//! The dispatcher: route registration, request dispatch and the per-request
//! [`Context`].

macro_rules! define_method {
    ($($name:ident => $method:ident),+ $(,)?) => {
        $(
            pub fn $name(
                &mut self,
                relative_path: &str,
                handlers: impl IntoIterator<Item = HandlerFunc>,
            ) -> &mut Self {
                self.handle(Method::$method, relative_path, handlers)
            }
        )+
    };
}

mod config;
mod context;
mod error;
mod failure;
mod group;
mod handler;
mod logger;
mod params;
mod pool;
mod recovery;
mod render;
mod response;
mod static_files;

pub use self::config::EngineConfig;
pub use self::context::{Context, Deadline, RemoteAddr, State, ABORT_INDEX};
pub use self::error::{Error, ErrorType, Errors};
pub use self::failure::Failure;
pub use self::group::{RouterGroup, ANY_METHODS};
pub use self::handler::{Handler, HandlerFunc, HandlerResult, HandlersChain, IntoHandler};
pub use self::logger::logger;
pub use self::params::Params;
pub use self::recovery::recovery;
pub use self::render::{Data, Json, Redirect, Render, RenderError, Text, MIME_JSON, MIME_PLAIN};
pub use self::response::{body_allowed_for_status, ResponseWriter};
pub use self::static_files::{content_type_for, Dir, FileSystem};

use self::handler::{combine, empty_chain};
use self::pool::ContextPool;
use crate::binding::{DefaultValidator, StructValidator};
use crate::http_router::{HttpRouter, Method};
use crate::path::{clean_path, join_paths};
use crate::router::{Match, RouterError};

use std::borrow::Cow;
use std::fmt;
use std::path::PathBuf;
use std::sync::Arc;

use bytes::Bytes;
use http::header::{HeaderValue, ALLOW, CONTENT_TYPE};
use http::{Request, Response, StatusCode};
use once_cell::sync::Lazy;
use regex::Regex;

static SAFE_PREFIX: Lazy<Regex> = Lazy::new(|| Regex::new(r"[^a-zA-Z0-9/-]+").unwrap());
static REPEATED_SLASH: Lazy<Regex> = Lazy::new(|| Regex::new(r"/{2,}").unwrap());

const DEFAULT_404_BODY: &str = "404 page not found";
const DEFAULT_405_BODY: &str = "405 method not allowed";

/// A registered route, as reported by [`Engine::routes`].
#[derive(Debug, Clone, PartialEq, Eq)]
pub struct RouteInfo {
    pub method: Method,
    pub path: String,
    /// Name of the last handler of the chain.
    pub handler: &'static str,
}

/// Route table, fallback chains and dispatch policy.
///
/// Routes are registered through `&mut self` before serving starts. Dispatch
/// only needs `&self`, so a finished engine can be shared across threads.
pub struct Engine {
    middleware: Vec<HandlerFunc>,
    trees: HttpRouter<HandlersChain>,
    no_route: Vec<HandlerFunc>,
    no_method: Vec<HandlerFunc>,
    all_no_route: HandlersChain,
    all_no_method: HandlersChain,
    config: EngineConfig,
    validator: Arc<dyn StructValidator>,
    pool: ContextPool,
}

impl Default for Engine {
    fn default() -> Self {
        Self::new()
    }
}

impl Engine {
    /// An engine without any middleware.
    pub fn new() -> Self {
        Self::with_config(EngineConfig::default())
    }

    pub fn with_config(config: EngineConfig) -> Self {
        Self {
            middleware: Vec::new(),
            trees: HttpRouter::new(),
            no_route: Vec::new(),
            no_method: Vec::new(),
            all_no_route: empty_chain(),
            all_no_method: empty_chain(),
            config,
            validator: Arc::new(DefaultValidator),
            pool: ContextPool::default(),
        }
    }

    /// An engine running [`logger`] and [`recovery`] on every request.
    pub fn with_defaults() -> Self {
        let mut engine = Self::new();
        engine.use_middleware([logger(), recovery()]);
        engine
    }

    pub fn config(&self) -> &EngineConfig {
        &self.config
    }

    pub fn config_mut(&mut self) -> &mut EngineConfig {
        &mut self.config
    }

    /// Replaces the validator applied by the context binding methods.
    pub fn set_validator(&mut self, validator: impl StructValidator + 'static) -> &mut Self {
        self.validator = Arc::new(validator);
        self.pool.clear();
        self
    }

    /// Adds global middleware. It runs for routes registered afterwards and
    /// for the 404 and 405 chains.
    pub fn use_middleware(&mut self, middleware: impl IntoIterator<Item = HandlerFunc>) -> &mut Self {
        self.middleware.extend(middleware);
        self.rebuild_fallbacks();
        self
    }

    /// Handlers run when no route matches.
    pub fn no_route(&mut self, handlers: impl IntoIterator<Item = HandlerFunc>) -> &mut Self {
        self.no_route = handlers.into_iter().collect();
        self.rebuild_fallbacks();
        self
    }

    /// Handlers run when the path only matches under other methods.
    pub fn no_method(&mut self, handlers: impl IntoIterator<Item = HandlerFunc>) -> &mut Self {
        self.no_method = handlers.into_iter().collect();
        self.rebuild_fallbacks();
        self
    }

    fn rebuild_fallbacks(&mut self) {
        self.all_no_route = combine(&self.middleware, self.no_route.iter().cloned());
        self.all_no_method = combine(&self.middleware, self.no_method.iter().cloned());
    }

    fn root(&mut self) -> RouterGroup<'_> {
        RouterGroup::new(&mut self.trees, String::from("/"), self.middleware.clone())
    }

    /// A route group under `relative_path`, running the global middleware
    /// and then `middleware`.
    pub fn group(
        &mut self,
        relative_path: &str,
        middleware: impl IntoIterator<Item = HandlerFunc>,
    ) -> RouterGroup<'_> {
        let base_path = join_paths("/", relative_path);
        let handlers = self.middleware.iter().cloned().chain(middleware).collect();
        RouterGroup::new(&mut self.trees, base_path, handlers)
    }

    pub fn nest(
        &mut self,
        relative_path: &str,
        middleware: impl IntoIterator<Item = HandlerFunc>,
        f: impl FnOnce(&mut RouterGroup<'_>),
    ) -> &mut Self {
        f(&mut self.group(relative_path, middleware));
        self
    }

    pub fn try_handle(
        &mut self,
        method: Method,
        relative_path: &str,
        handlers: impl IntoIterator<Item = HandlerFunc>,
    ) -> Result<&mut Self, RouterError> {
        self.root().try_handle(method, relative_path, handlers)?;
        Ok(self)
    }

    /// # Panics
    /// Panics if the path is malformed or conflicts with a registered route.
    pub fn handle(
        &mut self,
        method: Method,
        relative_path: &str,
        handlers: impl IntoIterator<Item = HandlerFunc>,
    ) -> &mut Self {
        self.root().handle(method, relative_path, handlers);
        self
    }

    define_method! {
        get => GET,
        post => POST,
        put => PUT,
        delete => DELETE,
        patch => PATCH,
        head => HEAD,
        options => OPTIONS,
    }

    pub fn any(
        &mut self,
        relative_path: &str,
        handlers: impl IntoIterator<Item = HandlerFunc>,
    ) -> &mut Self {
        self.root().any(relative_path, handlers);
        self
    }

    pub fn match_methods(
        &mut self,
        methods: &[Method],
        relative_path: &str,
        handlers: impl IntoIterator<Item = HandlerFunc>,
    ) -> &mut Self {
        self.root().match_methods(methods, relative_path, handlers);
        self
    }

    pub fn static_file(&mut self, relative_path: &str, file: impl Into<PathBuf>) -> &mut Self {
        self.root().static_file(relative_path, file);
        self
    }

    pub fn static_fs(&mut self, relative_path: &str, fs: impl FileSystem) -> &mut Self {
        self.root().static_fs(relative_path, fs);
        self
    }

    pub fn static_dir(&mut self, relative_path: &str, root: impl Into<PathBuf>) -> &mut Self {
        self.root().static_dir(relative_path, root);
        self
    }

    /// Every registered route, grouped by method in registration order.
    pub fn routes(&self) -> Vec<RouteInfo> {
        self.trees
            .routes()
            .map(|(method, path, chain)| RouteInfo {
                method: method.clone(),
                path: path.to_owned(),
                handler: chain.last().map_or("", |h| h.name()),
            })
            .collect()
    }

    pub fn router(&self) -> &HttpRouter<HandlersChain> {
        &self.trees
    }
}

// dispatch
impl Engine {
    /// Runs the request through its handler chain and returns the buffered
    /// response.
    ///
    /// A failure that no recovery middleware caught is returned as is.
    pub fn dispatch(&self, request: Request<Bytes>) -> Result<Response<Bytes>, Failure> {
        let mut c = self.pool.get(request, &self.validator);

        let ret = self.handle_http_request(&mut c);

        if !c.errors().is_empty() {
            tracing::warn!(
                method = %c.method(),
                path = c.path(),
                errors = %c.errors(),
                "request finished with errors"
            );
        }

        let ret = ret.map(|()| c.take_response());
        self.pool.put(c, self.config.max_idle_contexts);
        ret
    }

    fn handle_http_request(&self, c: &mut Context) -> HandlerResult {
        let method = c.method().clone();
        let path = if self.config.remove_extra_slash {
            clean_path(c.path())
        } else {
            c.path().to_owned()
        };

        let mut tsr = false;
        match self.trees.lookup(&method, &path) {
            Match::Found {
                data,
                captures,
                full_path,
            } => {
                c.handlers = Arc::clone(data);
                c.full_path.push_str(full_path);
                for &(name, value) in captures.iter() {
                    c.params.push(name, self.param_value(value));
                }
                return c.next();
            }
            Match::TrailingSlashRedirect => tsr = true,
            Match::NotFound => {}
        }

        if method != Method::CONNECT && path != "/" {
            if tsr && self.config.redirect_trailing_slash {
                return redirect_trailing_slash(c, &path);
            }
            if self.config.redirect_fixed_path {
                if let Some(fixed) = self.fixed_path(&method, c.path()) {
                    return redirect_request(c, &fixed);
                }
            }
        }

        if self.config.handle_method_not_allowed {
            let allowed = self.trees.allowed_methods(&path, &method);
            if !allowed.is_empty() {
                let allow = allowed
                    .iter()
                    .map(|m| m.as_str())
                    .collect::<Vec<_>>()
                    .join(", ");
                c.header(ALLOW.as_str(), &allow);
                c.handlers = Arc::clone(&self.all_no_method);
                return serve_error(c, StatusCode::METHOD_NOT_ALLOWED, DEFAULT_405_BODY);
            }
        }

        c.handlers = Arc::clone(&self.all_no_route);
        serve_error(c, StatusCode::NOT_FOUND, DEFAULT_404_BODY)
    }

    fn param_value(&self, raw: &str) -> String {
        if !self.config.unescape_path_values {
            return raw.to_owned();
        }
        urlencoding::decode(raw)
            .map(Cow::into_owned)
            .unwrap_or_else(|_| raw.to_owned())
    }

    fn fixed_path(&self, method: &Method, path: &str) -> Option<String> {
        let router = self.trees.router(method)?;
        router.find_case_insensitive_path(&clean_path(path), self.config.redirect_trailing_slash)
    }
}

/// Runs the fallback chain with `status` preset, and writes the default body
/// only if the chain wrote nothing and kept the status.
fn serve_error(c: &mut Context, status: StatusCode, default_body: &str) -> HandlerResult {
    c.writer.reset_status(status);
    c.next()?;
    if c.writer.written() {
        return Ok(());
    }
    if c.writer.status() == status {
        c.writer
            .headers_mut()
            .insert(CONTENT_TYPE, HeaderValue::from_static(MIME_PLAIN));
        c.writer.write_str(default_body);
        return Ok(());
    }
    c.writer.write_header_now();
    Ok(())
}

/// Redirects `path`, the path the lookup ran on, to its trailing-slash
/// alternative.
fn redirect_trailing_slash(c: &mut Context, path: &str) -> HandlerResult {
    let mut p = path.to_owned();
    if let Some(prefix) = c.get_header("X-Forwarded-Prefix") {
        let prefix = clean_path(prefix);
        let prefix = SAFE_PREFIX.replace_all(&prefix, "");
        let prefix = REPEATED_SLASH.replace_all(&prefix, "/");
        p = format!("{}{}", prefix.trim_end_matches('/'), p);
    }

    let target = match p.strip_suffix('/') {
        Some(stripped) if !stripped.is_empty() => stripped.to_owned(),
        _ => format!("{}/", p),
    };
    // a leading "//" would make the location protocol-relative
    let target = format!("/{}", target.trim_start_matches('/'));
    redirect_request(c, &target)
}

/// Redirects to `path`, keeping the query: 301 for GET, 307 otherwise.
fn redirect_request(c: &mut Context, path: &str) -> HandlerResult {
    let status = if c.method() == Method::GET {
        StatusCode::MOVED_PERMANENTLY
    } else {
        StatusCode::TEMPORARY_REDIRECT
    };
    let location = match c.request().uri().query() {
        Some(query) => format!("{}?{}", path, query),
        None => path.to_owned(),
    };
    tracing::debug!(from = c.path(), to = %location, status = status.as_u16(), "redirecting request");
    c.redirect(status, &location)
}

impl fmt::Debug for Engine {
    fn fmt(&self, f: &mut fmt::Formatter<'_>) -> fmt::Result {
        f.debug_struct("Engine")
            .field("routes", &self.trees.len())
            .field("middleware", &self.middleware.len())
            .field("config", &self.config)
            .finish()
    }
}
-- -- --
What needs to be done = Everything above from the line with "let router = self.trees.router(method)?;" to the line with "GET, 307 otherwise.", both included, must be repeated exactly, and nothing outside that range.

Written response =
        let router = self.trees.router(method)?;
        router.find_case_insensitive_path(&clean_path(path), self.config.redirect_trailing_slash)
    }
}

/// Runs the fallback chain with `status` preset, and writes the default body
/// only if the chain wrote nothing and kept the status.
fn serve_error(c: &mut Context, status: StatusCode, default_body: &str) -> HandlerResult {
    c.writer.reset_status(status);
    c.next()?;
    if c.writer.written() {
        return Ok(());
    }
    if c.writer.status() == status {
        c.writer
            .headers_mut()
            .insert(CONTENT_TYPE, HeaderValue::from_static(MIME_PLAIN));
        c.writer.write_str(default_body);
        return Ok(());
    }
    c.writer.write_header_now();
    Ok(())
}

/// Redirects `path`, the path the lookup ran on, to its trailing-slash
/// alternative.
fn redirect_trailing_slash(c: &mut Context, path: &str) -> HandlerResult {
    let mut p = path.to_owned();
    if let Some(prefix) = c.get_header("X-Forwarded-Prefix") {
        let prefix = clean_path(prefix);
        let prefix = SAFE_PREFIX.replace_all(&prefix, "");
        let prefix = REPEATED_SLASH.replace_all(&prefix, "/");
        p = format!("{}{}", prefix.trim_end_matches('/'), p);
    }

    let target = match p.strip_suffix('/') {
        Some(stripped) if !stripped.is_empty() => stripped.to_owned(),
        _ => format!("{}/", p),
    };
    // a leading "//" would make the location protocol-relative
    let target = format!("/{}", target.trim_start_matches('/'));
    redirect_request(c, &target)
}

/// Redirects to `path`, keeping the query: 301 for GET, 307 otherwise.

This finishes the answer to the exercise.